-- PROMPT --
Lines from the start of the data through the line containing "use crate::builder::fixtures::TEST_DOMAIN;" must be given again exactly. Leave the others out.

-- EXERCISE MATERIALS --

//! Custom operator domains supplied by the host application.
//!
//! A [`CustomOpDomain`] groups kernels under a domain name that models refer
//! to through their opset imports. Sessions register these kernels next to
//! the ones contributed by execution providers.

use std::sync::Arc;

use crate::builder::fixtures::TEST_DOMAIN;
use crate::error::{Error, Result};
use crate::model::Node;
use crate::ops::registry::{KernelContext, Operator, OperatorRegistry};
use crate::ops::tensor::Tensor;

/// Named set of custom kernels
#[derive(Debug, Clone)]
pub struct CustomOpDomain {
    domain: String,
    since_version: i64,
    ops: Vec<(String, Arc<dyn Operator>)>,
}

impl CustomOpDomain {
    pub fn new(domain: &str, since_version: i64) -> Self {
        Self {
            domain: domain.to_string(),
            since_version,
            ops: Vec::new(),
        }
    }

    pub fn add_op(mut self, op_type: &str, op: Arc<dyn Operator>) -> Self {
        self.ops.push((op_type.to_string(), op));
        self
    }

    pub fn domain(&self) -> &str {
        &self.domain
    }

    pub fn op_types(&self) -> impl Iterator<Item = &str> {
        self.ops.iter().map(|(name, _)| name.as_str())
    }

    pub fn register_into(&self, registry: &mut OperatorRegistry) -> Result<()> {
        for (op_type, op) in &self.ops {
            registry.register_operator(op_type, &self.domain, self.since_version, Arc::clone(op))?;
        }
        Ok(())
    }
}

/// `WithOptionalOutput`: one input, up to three outputs.
///
/// Output 0 is required. Every connected slot receives a copy of the input;
/// slots left empty by the node are never produced.
#[derive(Debug, Clone, Copy, Default)]
pub struct WithOptionalOutput;

const MAX_OUTPUTS: usize = 3;

impl Operator for WithOptionalOutput {
    fn compute(&self, inputs: &[Option<&Tensor>], outputs: &mut [Option<Tensor>], context: &KernelContext) -> Result<()> {
        let x = inputs.first().copied().flatten().ok_or_else(|| {
            Error::ValidationError("WithOptionalOutput requires 1 input, got none".to_string())
        })?;

        for (slot, output) in outputs.iter_mut().enumerate() {
            if context.is_output_connected(slot) {
                *output = Some(Tensor::new(x.data.clone()));
            }
        }
        Ok(())
    }

    fn validate(&self, node: &Node) -> Result<()> {
        if node.inputs.len() != 1 || node.inputs[0].is_empty() {
            return Err(Error::ValidationError(format!(
                "WithOptionalOutput requires exactly 1 input, got {}",
                node.inputs.len()
            )));
        }

        if node.outputs.is_empty() || node.outputs.len() > MAX_OUTPUTS {
            return Err(Error::ValidationError(format!(
                "WithOptionalOutput takes 1 to {} outputs, got {}",
                MAX_OUTPUTS,
                node.outputs.len()
            )));
        }

        if !node.is_output_connected(0) {
            return Err(Error::ValidationError(format!(
                "Node {}: output 0 of WithOptionalOutput is required",
                node.name
            )));
        }

        Ok(())
    }
}

/// The `test` domain holding [`WithOptionalOutput`]
pub fn optional_output_domain() -> CustomOpDomain {
    CustomOpDomain::new(TEST_DOMAIN, 1).add_op("WithOptionalOutput", Arc::new(WithOptionalOutput))
}

#[cfg(test)]
mod tests {
    use super::*;
    use std::collections::HashMap;

    fn node(outputs: &[&str]) -> Node {
        Node {
            id: 0,
            name: "CustomOptionalOutput".to_string(),
            op_type: "WithOptionalOutput".to_string(),
            domain: TEST_DOMAIN.to_string(),
            inputs: vec!["GraphIn0".to_string()],
            outputs: outputs.iter().map(|s| s.to_string()).collect(),
            attributes: HashMap::new(),
            doc_string: String::new(),
        }
    }

    #[test]
    fn skipped_slot_is_not_produced() {
        let node = node(&["Output0", "", "Output2"]);
        let context = KernelContext::new(&node, 1);
        let x = Tensor::from_f32(&[2], vec![1.0, 2.0]).unwrap();
        let mut outputs = vec![None, None, None];

        WithOptionalOutput.compute(&[Some(&x)], &mut outputs, &context).unwrap();

        assert_eq!(outputs[0].as_ref().map(|t| t.data.clone()), Some(x.data.clone()));
        assert!(outputs[1].is_none());
        assert_eq!(outputs[2].as_ref().map(|t| t.data.clone()), Some(x.data));
    }

    #[test]
    fn first_output_is_required() {
        assert!(WithOptionalOutput.validate(&node(&["", "Output1"])).is_err());
        assert!(WithOptionalOutput.validate(&node(&["a", "b", "c", "d"])).is_err());
        assert!(WithOptionalOutput.validate(&node(&["Output0"])).is_ok());
    }

    #[test]
    fn domain_registers_kernels() {
        let domain = optional_output_domain();
        assert_eq!(domain.domain(), TEST_DOMAIN);
        assert_eq!(domain.op_types().collect::<Vec<_>>(), vec!["WithOptionalOutput"]);

        let mut registry = OperatorRegistry::new();
        domain.register_into(&mut registry).unwrap();
        assert!(registry.supports("WithOptionalOutput", TEST_DOMAIN, 1));
        assert!(!registry.supports("WithOptionalOutput", "", 13));
    }
}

-- EXERCISE RESULT --
//! Custom operator domains supplied by the host application.
//!
//! A [`CustomOpDomain`] groups kernels under a domain name that models refer
//! to through their opset imports. Sessions register these kernels next to
//! the ones contributed by execution providers.

use std::sync::Arc;

use crate::builder::fixtures::TEST_DOMAIN;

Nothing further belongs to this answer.